**What the task requires**.
Lines below that include "rendering" are the answer; copy each one.

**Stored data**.
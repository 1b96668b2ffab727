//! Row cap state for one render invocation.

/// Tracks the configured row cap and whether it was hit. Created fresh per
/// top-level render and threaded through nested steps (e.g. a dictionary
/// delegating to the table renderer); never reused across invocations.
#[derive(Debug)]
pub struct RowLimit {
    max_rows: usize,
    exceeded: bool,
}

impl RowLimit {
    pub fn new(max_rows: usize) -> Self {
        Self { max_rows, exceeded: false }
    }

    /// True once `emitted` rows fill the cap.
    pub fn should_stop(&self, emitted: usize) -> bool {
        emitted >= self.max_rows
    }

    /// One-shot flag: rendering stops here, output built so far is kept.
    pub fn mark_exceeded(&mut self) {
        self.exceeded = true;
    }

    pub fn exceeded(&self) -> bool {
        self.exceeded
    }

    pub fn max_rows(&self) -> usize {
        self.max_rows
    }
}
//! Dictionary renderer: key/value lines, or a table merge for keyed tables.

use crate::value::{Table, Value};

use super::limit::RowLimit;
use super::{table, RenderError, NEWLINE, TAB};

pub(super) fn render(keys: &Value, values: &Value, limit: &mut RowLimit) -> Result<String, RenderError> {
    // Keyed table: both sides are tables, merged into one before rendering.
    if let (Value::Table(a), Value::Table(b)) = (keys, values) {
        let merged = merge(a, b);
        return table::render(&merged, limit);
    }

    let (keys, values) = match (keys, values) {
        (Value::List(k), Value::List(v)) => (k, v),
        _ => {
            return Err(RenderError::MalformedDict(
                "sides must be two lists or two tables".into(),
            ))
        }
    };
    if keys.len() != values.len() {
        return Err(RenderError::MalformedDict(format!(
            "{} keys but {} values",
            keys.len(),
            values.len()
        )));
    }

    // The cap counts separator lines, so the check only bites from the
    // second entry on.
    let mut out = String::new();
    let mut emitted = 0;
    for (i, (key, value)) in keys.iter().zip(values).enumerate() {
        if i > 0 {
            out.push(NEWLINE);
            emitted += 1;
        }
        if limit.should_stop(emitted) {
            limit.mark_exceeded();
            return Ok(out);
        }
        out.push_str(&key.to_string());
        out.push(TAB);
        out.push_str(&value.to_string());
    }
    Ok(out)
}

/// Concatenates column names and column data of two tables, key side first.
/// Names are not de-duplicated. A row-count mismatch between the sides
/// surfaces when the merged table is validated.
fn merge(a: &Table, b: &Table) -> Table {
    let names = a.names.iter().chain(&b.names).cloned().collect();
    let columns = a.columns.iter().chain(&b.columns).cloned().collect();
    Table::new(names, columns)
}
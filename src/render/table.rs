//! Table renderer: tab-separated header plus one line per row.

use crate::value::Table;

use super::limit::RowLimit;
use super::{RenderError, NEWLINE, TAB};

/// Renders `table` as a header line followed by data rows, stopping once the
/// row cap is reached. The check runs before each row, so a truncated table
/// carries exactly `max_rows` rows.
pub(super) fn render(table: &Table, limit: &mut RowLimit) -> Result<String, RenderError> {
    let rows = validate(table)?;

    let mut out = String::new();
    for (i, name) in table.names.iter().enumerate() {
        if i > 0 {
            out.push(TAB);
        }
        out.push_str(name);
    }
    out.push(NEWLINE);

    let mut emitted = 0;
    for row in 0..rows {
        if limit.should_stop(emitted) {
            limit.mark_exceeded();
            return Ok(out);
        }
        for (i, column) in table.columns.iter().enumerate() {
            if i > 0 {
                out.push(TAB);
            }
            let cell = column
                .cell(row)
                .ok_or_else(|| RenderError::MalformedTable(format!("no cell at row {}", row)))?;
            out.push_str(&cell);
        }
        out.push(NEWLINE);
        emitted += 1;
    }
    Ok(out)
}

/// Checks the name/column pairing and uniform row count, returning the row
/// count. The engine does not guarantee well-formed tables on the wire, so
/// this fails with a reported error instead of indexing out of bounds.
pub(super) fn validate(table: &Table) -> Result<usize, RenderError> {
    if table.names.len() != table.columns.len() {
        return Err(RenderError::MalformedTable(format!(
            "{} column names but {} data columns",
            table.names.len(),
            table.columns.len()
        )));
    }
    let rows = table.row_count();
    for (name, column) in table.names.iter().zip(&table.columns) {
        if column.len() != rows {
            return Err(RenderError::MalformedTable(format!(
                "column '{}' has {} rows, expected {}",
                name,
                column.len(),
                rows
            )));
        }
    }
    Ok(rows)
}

**Solution for this exercise**.
    /// One-shot flag: rendering stops here, output built so far is kept.
    // Keyed table: both sides are tables, merged into one before rendering.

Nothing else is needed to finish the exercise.